BPA facts show why it’s the canned-food standard

Why not just swap bisphenol A (BPA) with an alternative? The canning industry gets that question often — especially when BPA makes the headlines. To understand why they stick with it, it helps to understand the BPA facts.

A Russian chemist first discovered BPA, a carbon-based synthetic compound, in 1891. Nothing much was done with the chemical until the 1950s, when scientists invented polycarbonate resin, a combination of BPA and phosgene COCl2. Polycarbonate resin is strong, clear and resists breaking or cracking. According to Packaging Digest, “Polycarbonate was initially used for electrical and electronic applications such as distributor and fuse boxes, displays and plug connections and for glazing for greenhouses and public buildings.”

Quickly scientists realized polycarbonate could be used as sturdy food containers, and this proved to be a crucial discovery. Prior to 1950, the case-fatality ratio of the food-borne illness botulism was 60 percent. This was often caused by factory-canned foods, which, when perforated, were susceptible to bacterial growth. Used as an epoxy-resin can coating, BPA became a life changer — and quite literally a life saver. New BPA-based coatings provided an impenetrable barrier between the food and the metal, preventing bacteria from getting into the food. In fact, for more than 38 years, the FDA has not reported a single incidence of food-borne illness as the result of a faulty can.

The BPA facts show that the compound protects food from contamination and therefore decay, leading to a longer shelf life for epoxy-resin-lined cans — two years or more. This has greatly improved the quality of nutrition for consumers buying food on a budget. It means better resilience in natural disasters. And it’s important for shipping foods, such as to the military or to overseas charities.

Concerns about BPA’s use in packaging began to form in 1997, when a researcher from the University of Missouri-Columbia published a paper demonstrating increased prostate weights in mice exposed to BPA. Although that research could not be replicated by more powerful studies, a significant health scare followed, as more and more research found adverse effects resulting from BPA.

Much of that research used nonstandardized tests that were difficult to interpret with relation to human health.  After years of significant media coverage of negative health effects from BPA, Canada declared BPA toxic in 2008 and revoked its approval for use in baby bottles; the European Union followed in 2010 with a similar restriction. Several U.S. states began to implement bans on the use of BPA in baby bottles, and some expanded the ban to include infant formula packaging. The metal packaging industry was able to respond to the required changes for infant formula packaging because infant formula and baby foods are, by nature, non-acidic, so their interaction with the can coating is far less than other foods’. In fact, infant formula and baby foods are some of the easiest foods to pack in metal packaging, and while not as well tested, alternative coatings that were sufficiently protective were available for these food products.
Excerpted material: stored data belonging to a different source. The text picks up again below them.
//! Qualified names
//!
//! Every schema component and every name a content model can accept is a
//! [`QName`]. The absent namespace is represented as `None`; an empty
//! namespace string is normalized to `None` on construction so the two
//! spellings never compare unequal.

use crate::error::{Error, Result};
use serde::{Deserialize, Serialize};
use std::fmt;
use std::str::FromStr;

/// XML Namespace URI
pub type NamespaceUri = String;

/// Qualified name (QName) - combination of namespace and local name
#[derive(Debug, Clone, PartialEq, Eq, Hash, PartialOrd, Ord, Serialize, Deserialize)]
#[serde(try_from = "String", into = "String")]
pub struct QName {
    /// Namespace URI (None for no namespace)
    pub namespace: Option<NamespaceUri>,
    /// Local name
    pub local_name: String,
}

impl QName {
    /// Create a new QName
    pub fn new(namespace: Option<impl Into<String>>, local_name: impl Into<String>) -> Self {
        Self {
            namespace: namespace.map(|s| s.into()).filter(|ns| !ns.is_empty()),
            local_name: local_name.into(),
        }
    }

    /// Create a QName without a namespace
    pub fn local(local_name: impl Into<String>) -> Self {
        Self {
            namespace: None,
            local_name: local_name.into(),
        }
    }

    /// Create a QName with a namespace
    pub fn namespaced(namespace: impl Into<String>, local_name: impl Into<String>) -> Self {
        Self::new(Some(namespace), local_name)
    }

    /// The namespace URI, with the empty string standing for "no namespace"
    pub fn namespace_uri(&self) -> &str {
        self.namespace.as_deref().unwrap_or("")
    }

    /// Same local name moved into another namespace
    pub fn with_namespace(&self, namespace: Option<&str>) -> Self {
        Self::new(namespace, self.local_name.clone())
    }

    /// Parse Clark notation: `{namespace}local` or a bare `local`
    pub fn from_clark(value: &str) -> Result<Self> {
        let value = value.trim();
        if let Some(rest) = value.strip_prefix('{') {
            let (namespace, local) = rest.split_once('}').ok_or_else(|| {
                Error::Namespace(format!("unterminated namespace in '{}'", value))
            })?;
            if local.is_empty() {
                return Err(Error::Name(format!("missing local name in '{}'", value)));
            }
            Ok(Self::new(Some(namespace), local))
        } else if value.is_empty() {
            Err(Error::Name("empty qualified name".to_string()))
        } else {
            Ok(Self::local(value))
        }
    }
}

impl fmt::Display for QName {
    fn fmt(&self, f: &mut fmt::Formatter<'_>) -> fmt::Result {
        match &self.namespace {
            Some(ns) => write!(f, "{{{}}}{}", ns, self.local_name),
            None => write!(f, "{}", self.local_name),
        }
    }
}

impl FromStr for QName {
    type Err = Error;

    fn from_str(s: &str) -> Result<Self> {
        Self::from_clark(s)
    }
}

impl TryFrom<String> for QName {
    type Error = Error;

    fn try_from(value: String) -> Result<Self> {
        Self::from_clark(&value)
    }
}

impl From<QName> for String {
    fn from(name: QName) -> Self {
        name.to_string()
    }
}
The issue continued to gain steam, with more than $180 million in research funds directed toward BPA by the U.S. National Institute of Environmental Health Sciences. In 2010 the FDA aligned itself with the National Institutes of Health and expressed “some concern” about BPA. Around this time the FDA, through its National Center for Toxicological Research (NCTR), began research on BPA, using techniques that shed more light on BPA’s effects on humans, and at doses relevant to the amounts of BPA people are exposed too. NCTR’s work painted a different picture of BPA.

Through large, multigenerational studies, the FDA showed that, at doses relevant to human exposure, there were no effects from oral exposure to BPA. Similarly, in 2011, researchers at the Pacific Northwest National Laboratory (PNNL) published research looking at how humans effectively inactivate BPA and quickly eliminate it from the body. In fact, this research showed that the active form of BPA could not be measured in human participants who were exposed to high levels of it, using the best techniques from both the FDA and the Centers for Disease Control and Prevention. The PNNL group continued their research and in 2015 published a paper further studying human subjects exposed to well over 1,000 times the amount of BPA that humans are typically exposed to. That research showed that the level of the active form of BPA in humans was too low to cause harm.
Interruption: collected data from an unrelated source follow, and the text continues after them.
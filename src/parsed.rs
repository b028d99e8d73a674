//! Parsed-schema object model
//!
//! The compiler's input: schema components as an XSD document parser would
//! hand them over, with every reference still an unresolved QName and
//! every occurrence attribute still in its lexical form. The model is
//! serde-enabled so documents can be loaded from JSON; QNames use Clark
//! notation (`"{urn:example}item"`, or `"item"` for no namespace).

use crate::error::Result;
use crate::namespaces::QName;
use serde::{Deserialize, Serialize};
use std::path::Path;

/// One parsed schema document
#[derive(Debug, Clone, Default, PartialEq, Serialize, Deserialize)]
#[serde(default, rename_all = "camelCase")]
pub struct ParsedSchema {
    /// Where the document came from, for messages
    pub location: Option<String>,
    /// Target namespace
    pub target_namespace: Option<String>,
    /// Namespace adopted by a document without target namespace
    /// (chameleon inclusion)
    pub chameleon_namespace: Option<String>,
    /// `qualified` or `unqualified` (default)
    pub element_form_default: Option<String>,
    /// `qualified` or `unqualified` (default)
    pub attribute_form_default: Option<String>,
    /// Global complex types
    pub complex_types: Vec<ParsedComplexType>,
    /// Global simple types
    pub simple_types: Vec<ParsedSimpleType>,
    /// Global elements
    pub elements: Vec<ParsedElement>,
    /// Global attributes
    pub attributes: Vec<ParsedAttribute>,
    /// Named model groups
    pub groups: Vec<ParsedNamedGroup>,
    /// Named attribute groups
    pub attribute_groups: Vec<ParsedAttributeGroup>,
}

impl ParsedSchema {
    /// Create an empty document for a target namespace
    pub fn new(target_namespace: Option<&str>) -> Self {
        Self {
            target_namespace: target_namespace.map(String::from),
            ..Self::default()
        }
    }

    /// Load a document from JSON text
    pub fn from_json(text: &str) -> Result<Self> {
        Ok(serde_json::from_str(text)?)
    }

    /// Load a document from a JSON file
    pub fn from_file(path: impl AsRef<Path>) -> Result<Self> {
        let path = path.as_ref();
        let text = std::fs::read_to_string(path)?;
        let mut schema = Self::from_json(&text)?;
        if schema.location.is_none() {
            schema.location = Some(path.display().to_string());
        }
        Ok(schema)
    }

    /// Serialize the document to JSON text
    pub fn to_json(&self) -> Result<String> {
        Ok(serde_json::to_string_pretty(self)?)
    }

    /// Whether this document is included as a chameleon
    pub fn is_chameleon(&self) -> bool {
        self.target_namespace.is_none() && self.chameleon_namespace.is_some()
    }

    /// The namespace the document's components are declared in
    pub fn effective_namespace(&self) -> Option<&str> {
        self.target_namespace
            .as_deref()
            .or(self.chameleon_namespace.as_deref())
    }
}

/// Attribute declarations shared by complex types, derivations and
/// attribute groups
#[derive(Debug, Clone, Default, PartialEq, Serialize, Deserialize)]
#[serde(default, rename_all = "camelCase")]
pub struct ParsedAttributeDecls {
    /// Local attribute declarations and references
    pub attributes: Vec<ParsedAttribute>,
    /// Referenced attribute groups
    pub attribute_groups: Vec<QName>,
    /// Local attribute wildcard
    pub any_attribute: Option<ParsedWildcard>,
}

impl ParsedAttributeDecls {
    /// Whether nothing is declared
    pub fn is_empty(&self) -> bool {
        self.attributes.is_empty() && self.attribute_groups.is_empty() && self.any_attribute.is_none()
    }
}

/// A complex type definition
#[derive(Debug, Clone, Default, PartialEq, Serialize, Deserialize)]
#[serde(default, rename_all = "camelCase")]
pub struct ParsedComplexType {
    /// Local name (None for anonymous types)
    pub name: Option<String>,
    /// abstract attribute
    #[serde(rename = "abstract")]
    pub is_abstract: bool,
    /// mixed attribute
    pub mixed: bool,
    /// final attribute
    #[serde(rename = "final")]
    pub final_value: Option<String>,
    /// block attribute
    pub block: Option<String>,
    /// complexContent derivation
    pub complex_content: Option<ParsedDerivation>,
    /// simpleContent derivation
    pub simple_content: Option<ParsedDerivation>,
    /// Direct particle (basic form)
    pub particle: Option<ParsedParticle>,
    /// Direct attribute declarations (basic form)
    #[serde(flatten)]
    pub attribute_decls: ParsedAttributeDecls,
    /// Documentation text
    pub documentation: Vec<String>,
}

/// Derivation method named by the derivation element
#[derive(Debug, Clone, Copy, Default, PartialEq, Eq, Serialize, Deserialize)]
#[serde(rename_all = "lowercase")]
pub enum ParsedMethod {
    /// xs:extension
    #[default]
    Extension,
    /// xs:restriction
    Restriction,
}

/// The extension/restriction child of complexContent or simpleContent
#[derive(Debug, Clone, Default, PartialEq, Serialize, Deserialize)]
#[serde(default, rename_all = "camelCase")]
pub struct ParsedDerivation {
    /// Extension or restriction
    pub method: ParsedMethod,
    /// Base type reference
    pub base: Option<QName>,
    /// mixed attribute of complexContent (overrides the type's)
    pub mixed: Option<bool>,
    /// Particle (complex content)
    pub particle: Option<ParsedParticle>,
    /// Attribute declarations
    #[serde(flatten)]
    pub attribute_decls: ParsedAttributeDecls,
    /// Inline simple type (simple content restriction)
    pub simple_type: Option<Box<ParsedSimpleType>>,
    /// Facets (simple content restriction)
    pub facets: Vec<ParsedFacet>,
}

/// A particle in a content model
#[derive(Debug, Clone, PartialEq, Serialize, Deserialize)]
#[serde(tag = "kind", rename_all = "camelCase")]
pub enum ParsedParticle {
    /// Local element or element reference
    Element(ParsedElement),
    /// Element wildcard
    Any(ParsedWildcard),
    /// xs:sequence
    Sequence(ParsedModelGroup),
    /// xs:choice
    Choice(ParsedModelGroup),
    /// xs:all
    All(ParsedModelGroup),
    /// Reference to a named model group
    Group(ParsedGroupRef),
}

impl ParsedParticle {
    /// Lexical minOccurs/maxOccurs
    pub fn occurs_attributes(&self) -> (Option<&str>, Option<&str>) {
        let (min, max) = match self {
            Self::Element(e) => (&e.min_occurs, &e.max_occurs),
            Self::Any(w) => (&w.min_occurs, &w.max_occurs),
            Self::Sequence(g) | Self::Choice(g) | Self::All(g) => (&g.min_occurs, &g.max_occurs),
            Self::Group(r) => (&r.min_occurs, &r.max_occurs),
        };
        (min.as_deref(), max.as_deref())
    }
}

/// An anonymous model group
#[derive(Debug, Clone, Default, PartialEq, Serialize, Deserialize)]
#[serde(default, rename_all = "camelCase")]
pub struct ParsedModelGroup {
    /// minOccurs attribute
    pub min_occurs: Option<String>,
    /// maxOccurs attribute
    pub max_occurs: Option<String>,
    /// Children in document order
    pub particles: Vec<ParsedParticle>,
}

/// A reference to a named model group
#[derive(Debug, Clone, PartialEq, Serialize, Deserialize)]
#[serde(rename_all = "camelCase")]
pub struct ParsedGroupRef {
    /// Referenced group
    #[serde(rename = "ref")]
    pub reference: QName,
    /// minOccurs attribute
    #[serde(default)]
    pub min_occurs: Option<String>,
    /// maxOccurs attribute
    #[serde(default)]
    pub max_occurs: Option<String>,
}

/// A named model group definition
#[derive(Debug, Clone, PartialEq, Serialize, Deserialize)]
#[serde(rename_all = "camelCase")]
pub struct ParsedNamedGroup {
    /// Local name
    pub name: String,
    /// The group's sequence, choice or all
    pub particle: ParsedParticle,
}

/// An element declaration (global or local) or element reference
#[derive(Debug, Clone, Default, PartialEq, Serialize, Deserialize)]
#[serde(default, rename_all = "camelCase")]
pub struct ParsedElement {
    /// Local name
    pub name: Option<String>,
    /// Reference to a global element
    #[serde(rename = "ref")]
    pub reference: Option<QName>,
    /// Named type
    #[serde(rename = "type")]
    pub type_name: Option<QName>,
    /// Inline complex type
    pub complex_type: Option<Box<ParsedComplexType>>,
    /// Inline simple type
    pub simple_type: Option<Box<ParsedSimpleType>>,
    /// minOccurs attribute
    pub min_occurs: Option<String>,
    /// maxOccurs attribute
    pub max_occurs: Option<String>,
    /// nillable attribute
    pub nillable: bool,
    /// default attribute
    pub default: Option<String>,
    /// fixed attribute
    pub fixed: Option<String>,
    /// form attribute (local elements)
    pub form: Option<String>,
    /// abstract attribute (global elements)
    #[serde(rename = "abstract")]
    pub is_abstract: bool,
    /// substitutionGroup attribute (global elements)
    pub substitution_group: Option<QName>,
    /// final attribute
    #[serde(rename = "final")]
    pub final_value: Option<String>,
    /// block attribute
    pub block: Option<String>,
    /// Documentation text
    pub documentation: Vec<String>,
}

/// An element or attribute wildcard
#[derive(Debug, Clone, Default, PartialEq, Serialize, Deserialize)]
#[serde(default, rename_all = "camelCase")]
pub struct ParsedWildcard {
    /// namespace attribute
    pub namespace: Option<String>,
    /// notNamespace attribute
    pub not_namespace: Option<String>,
    /// notQName attribute
    #[serde(rename = "notQName")]
    pub not_qname: Vec<QName>,
    /// processContents attribute
    pub process_contents: Option<String>,
    /// minOccurs attribute (element wildcards)
    pub min_occurs: Option<String>,
    /// maxOccurs attribute (element wildcards)
    pub max_occurs: Option<String>,
}

/// An attribute declaration (global or local) or attribute reference
#[derive(Debug, Clone, Default, PartialEq, Serialize, Deserialize)]
#[serde(default, rename_all = "camelCase")]
pub struct ParsedAttribute {
    /// Local name
    pub name: Option<String>,
    /// Reference to a global attribute
    #[serde(rename = "ref")]
    pub reference: Option<QName>,
    /// Named simple type
    #[serde(rename = "type")]
    pub type_name: Option<QName>,
    /// Inline simple type
    pub simple_type: Option<Box<ParsedSimpleType>>,
    /// use attribute
    #[serde(rename = "use")]
    pub use_value: Option<String>,
    /// default attribute
    pub default: Option<String>,
    /// fixed attribute
    pub fixed: Option<String>,
    /// form attribute (local attributes)
    pub form: Option<String>,
    /// Documentation text
    pub documentation: Vec<String>,
}

/// A named attribute group definition
#[derive(Debug, Clone, Default, PartialEq, Serialize, Deserialize)]
#[serde(default, rename_all = "camelCase")]
pub struct ParsedAttributeGroup {
    /// Local name
    pub name: String,
    /// Contents
    #[serde(flatten)]
    pub attribute_decls: ParsedAttributeDecls,
}

/// A simple type definition
#[derive(Debug, Clone, Default, PartialEq, Serialize, Deserialize)]
#[serde(default, rename_all = "camelCase")]
pub struct ParsedSimpleType {
    /// Local name (None for anonymous types)
    pub name: Option<String>,
    /// final attribute
    #[serde(rename = "final")]
    pub final_value: Option<String>,
    /// Restriction, list or union
    pub derivation: ParsedSimpleDerivation,
    /// Documentation text
    pub documentation: Vec<String>,
}

/// The variety-defining child of a simple type
#[derive(Debug, Clone, PartialEq, Serialize, Deserialize)]
#[serde(tag = "kind", rename_all = "camelCase")]
pub enum ParsedSimpleDerivation {
    /// xs:restriction
    Restriction(ParsedSimpleRestriction),
    /// xs:list
    List(ParsedList),
    /// xs:union
    Union(ParsedUnion),
}

impl Default for ParsedSimpleDerivation {
    fn default() -> Self {
        Self::Restriction(ParsedSimpleRestriction::default())
    }
}

/// Restriction of a simple type
#[derive(Debug, Clone, Default, PartialEq, Serialize, Deserialize)]
#[serde(default, rename_all = "camelCase")]
pub struct ParsedSimpleRestriction {
    /// Base type reference
    pub base: Option<QName>,
    /// Inline base type
    pub simple_type: Option<Box<ParsedSimpleType>>,
    /// Facets
    pub facets: Vec<ParsedFacet>,
}

/// List simple type
#[derive(Debug, Clone, Default, PartialEq, Serialize, Deserialize)]
#[serde(default, rename_all = "camelCase")]
pub struct ParsedList {
    /// Item type reference
    pub item_type: Option<QName>,
    /// Inline item type
    pub simple_type: Option<Box<ParsedSimpleType>>,
}

/// Union simple type
#[derive(Debug, Clone, Default, PartialEq, Serialize, Deserialize)]
#[serde(default, rename_all = "camelCase")]
pub struct ParsedUnion {
    /// Member type references
    pub member_types: Vec<QName>,
    /// Inline member types
    pub simple_types: Vec<ParsedSimpleType>,
}

/// A constraining facet
#[derive(Debug, Clone, Default, PartialEq, Serialize, Deserialize)]
#[serde(default, rename_all = "camelCase")]
pub struct ParsedFacet {
    /// Facet element local name (`maxLength`, `pattern`, ...)
    pub kind: String,
    /// value attribute
    pub value: String,
    /// fixed attribute
    pub fixed: bool,
}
This recent work has helped global regulatory agencies determine that current uses of BPA in food packaging are not a risk to consumers. In December 2014 the FDA published its most recent safety assessment on BPA, which it described as “safe.” In January 2015 the European Food Safety Authority released a comprehensive risk assessment on BPA, finding that current exposures present “no health risk from oral exposure” for “all ages (including all infant and toddler groups).”

And what about Canada, the country that started the debate? Recent assessments from the government body Health Canada have said that “current dietary exposure to BPA through food packaging uses is not expected to pose a health risk to the general population, including newborns and young children.”
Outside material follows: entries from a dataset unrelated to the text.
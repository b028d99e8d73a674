//! Compilation context
//!
//! All state of one compilation lives in a [`CompileContext`] threaded
//! through every resolution call: the type arena under construction, the
//! registries of parsed definitions, the diagnostics collected so far, and
//! the "currently processing" guards for named groups.

use indexmap::IndexMap;
use std::collections::HashSet;
use std::sync::Arc;
use tracing::{debug, warn};

use crate::components::attributes::SchemaGlobalAttribute;
use crate::components::builtins::{builtin_names, builtin_types};
use crate::components::elements::SchemaGlobalElement;
use crate::components::qnameset::QNameSet;
use crate::components::types::{DerivationFlags, SchemaType, TypeId, TypeKind};
use crate::error::{codes, Diagnostic, Severity};
use crate::namespaces::QName;
use crate::options::CompileOptions;
use crate::parsed::{
    ParsedAttributeGroup, ParsedComplexType, ParsedElement, ParsedNamedGroup, ParsedSchema,
    ParsedSimpleType,
};

/// Namespace context of the document a definition came from
#[derive(Debug, Clone, PartialEq, Eq)]
pub(crate) struct DocScope {
    /// Namespace components are declared in (target or adopted)
    pub target_namespace: Option<String>,
    /// Whether unqualified references are adopted into the target namespace
    pub chameleon: bool,
    /// elementFormDefault="qualified"
    pub elements_qualified: bool,
    /// attributeFormDefault="qualified"
    pub attributes_qualified: bool,
}

impl DocScope {
    pub(crate) fn of(schema: &ParsedSchema) -> Self {
        Self {
            target_namespace: schema.effective_namespace().map(String::from),
            chameleon: schema.is_chameleon(),
            elements_qualified: schema.element_form_default.as_deref() == Some("qualified"),
            attributes_qualified: schema.attribute_form_default.as_deref() == Some("qualified"),
        }
    }

    /// Name of a component declared in this document
    pub(crate) fn declared(&self, local: &str) -> QName {
        QName::new(self.target_namespace.as_deref(), local)
    }

    /// A reference as written, adopted into the target namespace for
    /// chameleon documents
    pub(crate) fn reference(&self, name: &QName) -> QName {
        if self.chameleon && name.namespace.is_none() {
            name.with_namespace(self.target_namespace.as_deref())
        } else {
            name.clone()
        }
    }

    /// Name of a local element or attribute given its form
    pub(crate) fn local(&self, local: &str, form: Option<&str>, default_qualified: bool) -> QName {
        let qualified = match form {
            Some("qualified") => true,
            Some(_) => false,
            None => default_qualified,
        };
        if qualified {
            self.declared(local)
        } else {
            QName::local(local)
        }
    }
}

/// A parsed definition paired with its document scope
#[derive(Debug)]
pub(crate) struct Scoped<T> {
    pub def: Arc<T>,
    pub scope: Arc<DocScope>,
}

impl<T> Clone for Scoped<T> {
    fn clone(&self) -> Self {
        Self {
            def: Arc::clone(&self.def),
            scope: Arc::clone(&self.scope),
        }
    }
}

impl<T> Scoped<T> {
    pub(crate) fn new(def: T, scope: &Arc<DocScope>) -> Self {
        Self {
            def: Arc::new(def),
            scope: Arc::clone(scope),
        }
    }
}

/// Where the definition of an arena type comes from
#[derive(Debug, Clone)]
pub(crate) enum TypeSource {
    /// Pre-populated builtin
    Builtin,
    /// Complex type definition
    Complex(Scoped<ParsedComplexType>),
    /// Simple type definition; `base` replaces the restriction base
    /// reference when the base is anonymous
    Simple {
        source: Scoped<ParsedSimpleType>,
        base: Option<TypeId>,
    },
    /// Wrapper type of a global element
    Document(QName),
}

/// All state of one compilation
#[derive(Debug)]
pub struct CompileContext {
    pub(crate) options: CompileOptions,
    pub(crate) diagnostics: Vec<Diagnostic>,
    pub(crate) types: Vec<SchemaType>,
    pub(crate) sources: Vec<TypeSource>,
    pub(crate) global_types: IndexMap<QName, TypeId>,
    pub(crate) elements: IndexMap<QName, SchemaGlobalElement>,
    pub(crate) element_sources: IndexMap<QName, Scoped<ParsedElement>>,
    pub(crate) attributes: IndexMap<QName, SchemaGlobalAttribute>,
    pub(crate) groups: IndexMap<QName, Scoped<ParsedNamedGroup>>,
    pub(crate) attribute_groups: IndexMap<QName, Scoped<ParsedAttributeGroup>>,
    pub(crate) processing_groups: HashSet<QName>,
    pub(crate) processing_attribute_groups: HashSet<QName>,
}

impl CompileContext {
    /// Create a context holding only the builtin types
    pub fn new(options: CompileOptions) -> Self {
        let types = builtin_types();
        let sources = vec![TypeSource::Builtin; types.len()];
        Self {
            options,
            diagnostics: Vec::new(),
            types,
            sources,
            global_types: builtin_names(),
            elements: IndexMap::new(),
            element_sources: IndexMap::new(),
            attributes: IndexMap::new(),
            groups: IndexMap::new(),
            attribute_groups: IndexMap::new(),
            processing_groups: HashSet::new(),
            processing_attribute_groups: HashSet::new(),
        }
    }

    /// Options of this compilation
    pub fn options(&self) -> &CompileOptions {
        &self.options
    }

    /// Diagnostics collected so far
    pub fn diagnostics(&self) -> &[Diagnostic] {
        &self.diagnostics
    }

    /// Record a diagnostic
    pub fn report(&mut self, diagnostic: Diagnostic) {
        match diagnostic.severity {
            Severity::Error => warn!(code = ?diagnostic.code, "{}", diagnostic),
            Severity::Warning | Severity::Info => debug!(code = ?diagnostic.code, "{}", diagnostic),
        }
        self.diagnostics.push(diagnostic);
    }

    /// Record a recoverable error
    pub(crate) fn error(&mut self, code: &'static str, component: Option<&QName>, message: String) {
        self.report(
            Diagnostic::error(message)
                .with_code(code)
                .with_component(component.cloned()),
        );
    }

    /// Record an error for a component missing from the input set
    pub(crate) fn missing(&mut self, component: Option<&QName>, what: &str, name: &QName) {
        self.report(
            Diagnostic::error(format!("{} {} not found", what, name))
                .with_code(codes::SRC_RESOLVE)
                .with_component(component.cloned())
                .unrecoverable(),
        );
    }

    /// Record a warning
    pub(crate) fn warning(&mut self, code: &'static str, component: Option<&QName>, message: String) {
        self.report(
            Diagnostic::warning(message)
                .with_code(code)
                .with_component(component.cloned()),
        );
    }

    /// Parse a `final`/`block` attribute; malformed values are reported and
    /// read as empty
    pub(crate) fn derivation_flags(
        &mut self,
        value: Option<&str>,
        component: Option<&QName>,
    ) -> DerivationFlags {
        match value.map(DerivationFlags::from_str) {
            None => DerivationFlags::none(),
            Some(Ok(flags)) => flags,
            Some(Err(err)) => {
                self.error(codes::INVALID_VALUE, component, err.to_string());
                DerivationFlags::none()
            }
        }
    }

    /// Whether an error without fallback was recorded
    pub fn has_unrecoverable_errors(&self) -> bool {
        self.diagnostics
            .iter()
            .any(|d| d.is_error() && !d.recoverable)
    }

    /// Type by handle
    pub(crate) fn ty(&self, id: TypeId) -> &SchemaType {
        &self.types[id.index()]
    }

    /// Type by handle, for writing
    pub(crate) fn ty_mut(&mut self, id: TypeId) -> &mut SchemaType {
        &mut self.types[id.index()]
    }

    /// Type by handle, for writing resolution-owned fields
    pub(crate) fn resolving_mut(&mut self, id: TypeId) -> &mut SchemaType {
        let ty = &mut self.types[id.index()];
        ty.assert_resolving();
        ty
    }

    /// Add a type to the arena
    pub(crate) fn add_type(
        &mut self,
        name: Option<QName>,
        kind: TypeKind,
        source: TypeSource,
        outer: Option<TypeId>,
    ) -> TypeId {
        let id = TypeId(self.types.len());
        let mut ty = SchemaType::new(id, name, kind);
        ty.outer_type = outer;
        self.types.push(ty);
        self.sources.push(source);
        id
    }

    /// Add an anonymous complex type declared inside `outer`
    pub(crate) fn add_anonymous_complex(
        &mut self,
        def: &ParsedComplexType,
        scope: &Arc<DocScope>,
        outer: Option<TypeId>,
    ) -> TypeId {
        let source = TypeSource::Complex(Scoped::new(def.clone(), scope));
        self.add_type(None, TypeKind::Complex, source, outer)
    }

    /// Add an anonymous simple type declared inside `outer`
    pub(crate) fn add_anonymous_simple(
        &mut self,
        def: &ParsedSimpleType,
        scope: &Arc<DocScope>,
        outer: Option<TypeId>,
        base: Option<TypeId>,
    ) -> TypeId {
        let source = TypeSource::Simple {
            source: Scoped::new(def.clone(), scope),
            base,
        };
        self.add_type(None, TypeKind::Simple, source, outer)
    }

    /// Find a global type, reporting a missing reference and falling back
    /// to `fallback`
    pub(crate) fn lookup_type(
        &mut self,
        name: &QName,
        scope: &DocScope,
        component: Option<&QName>,
        fallback: TypeId,
    ) -> TypeId {
        self.find_type(name, scope, component).unwrap_or(fallback)
    }

    /// Like [`lookup_type`](Self::lookup_type), but tells the caller when
    /// the name is missing instead of substituting a fallback
    pub(crate) fn find_type(
        &mut self,
        name: &QName,
        scope: &DocScope,
        component: Option<&QName>,
    ) -> Option<TypeId> {
        let name = scope.reference(name);
        let found = self.global_types.get(&name).copied();
        if found.is_none() {
            self.missing(component, "type", &name);
        }
        found
    }

    /// Names an element particle referring to `element` accepts: its own
    /// name unless abstract, plus every non-abstract transitive member of
    /// its substitution group
    pub(crate) fn accepted_names(&self, element: &QName) -> QNameSet {
        let mut names = Vec::new();
        let mut visited = HashSet::new();
        let mut pending = vec![element.clone()];
        while let Some(name) = pending.pop() {
            if !visited.insert(name.clone()) {
                continue;
            }
            match self.elements.get(&name) {
                Some(decl) => {
                    if !decl.is_abstract {
                        names.push(name.clone());
                    }
                    pending.extend(decl.substitution_members.iter().cloned());
                }
                None => names.push(name),
            }
        }
        QNameSet::from_names(names)
    }

    /// Label of a type for messages
    pub(crate) fn label(&self, id: TypeId) -> String {
        self.ty(id).label()
    }

    /// Component name to attach to diagnostics about a type: its own name,
    /// or the nearest named enclosing type
    pub(crate) fn component_name(&self, id: TypeId) -> Option<QName> {
        let mut current = Some(id);
        while let Some(id) = current {
            let ty = self.ty(id);
            if let Some(name) = ty.name.as_ref().or(ty.document_element.as_ref()) {
                return Some(name.clone());
            }
            current = ty.outer_type;
        }
        None
    }
}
When concerns have arisen over the years, some consumers have wondered: Why not switch to an alternative? But it’s just not that easy to find as universally safe and effective a product. In order to invent and test new liners, it would take several years to ensure the safety, quality, nutritional value and flavor of the food. Although this issue has been disputed for over 20 years, there are two BPA facts that are not in dispute: Metal cans using BPA-based liners have provided decades of safe food to consumers; and the FDA, EFSA and Health Canada state that the current use of this material is “safe.”